YOUR OBJECTIVE: Word for word, restate the records that follow.

[[ EXTRACTED RECORDS, beginning ]]

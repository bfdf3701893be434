//! API request and response types

use crate::session::{RetryCounters, SessionState};
use serde::{Deserialize, Serialize};
use serde_json::{Map, Value};

/// A client message for one conversation
#[derive(Debug, Deserialize)]
pub struct ChatRequest {
    pub task: String,
    /// Kind for a new conversation; ignored when one is live
    #[serde(default)]
    pub kind: Option<String>,
    #[serde(default)]
    pub params: Map<String, Value>,
}

/// Curated reply; the transcript never leaves the server
#[derive(Debug, Serialize)]
pub struct ChatResponse {
    pub session_name: String,
    pub last_message: String,
    pub state: SessionState,
}

/// Status of a live conversation, without its transcript
#[derive(Debug, Serialize)]
pub struct ConversationStatus {
    pub session_name: String,
    pub kind: String,
    pub state: SessionState,
    /// Speaking roles, in turn order
    pub participants: Vec<String>,
    pub tools: Vec<String>,
    pub max_round: usize,
    pub messages: usize,
    pub counters: RetryCounters,
    pub awaiting_approval: bool,
}

#[derive(Debug, Serialize)]
pub struct RemoveResponse {
    pub removed: bool,
}

#[derive(Debug, Serialize)]
pub struct KindsResponse {
    pub kinds: Vec<String>,
}

#[derive(Debug, Serialize)]
pub struct UsageResponse {
    pub requests: u64,
    pub failures: u64,
    pub input_tokens: u64,
    pub output_tokens: u64,
}

/// Error response
#[derive(Debug, Serialize)]
pub struct ErrorResponse {
    pub error: String,
}

impl ErrorResponse {
    pub fn new(message: impl Into<String>) -> Self {
        Self {
            error: message.into(),
        }
    }
}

[[ EXTRACTED RECORDS, end ]]

REPLY:
repository bfdf3701893be434
//! API request and response types

use crate::session::{RetryCounters, SessionState};
use serde::{Deserialize, Serialize};
use serde_json::{Map, Value};

/// A client message for one conversation
#[derive(Debug, Deserialize)]
pub struct ChatRequest {
    pub task: String,
    /// Kind for a new conversation; ignored when one is live
    #[serde(default)]
    pub kind: Option<String>,
    #[serde(default)]
    pub params: Map<String, Value>,
}

/// Curated reply; the transcript never leaves the server
#[derive(Debug, Serialize)]
pub struct ChatResponse {
    pub session_name: String,
    pub last_message: String,
    pub state: SessionState,
}

/// Status of a live conversation, without its transcript
#[derive(Debug, Serialize)]
pub struct ConversationStatus {
    pub session_name: String,
    pub kind: String,
    pub state: SessionState,
    /// Speaking roles, in turn order
    pub participants: Vec<String>,
    pub tools: Vec<String>,
    pub max_round: usize,
    pub messages: usize,
    pub counters: RetryCounters,
    pub awaiting_approval: bool,
}

#[derive(Debug, Serialize)]
pub struct RemoveResponse {
    pub removed: bool,
}

#[derive(Debug, Serialize)]
pub struct KindsResponse {
    pub kinds: Vec<String>,
}

#[derive(Debug, Serialize)]
pub struct UsageResponse {
    pub requests: u64,
    pub failures: u64,
    pub input_tokens: u64,
    pub output_tokens: u64,
}

/// Error response
#[derive(Debug, Serialize)]
pub struct ErrorResponse {
    pub error: String,
}

impl ErrorResponse {
    pub fn new(message: impl Into<String>) -> Self {
        Self {
            error: message.into(),
        }
    }
}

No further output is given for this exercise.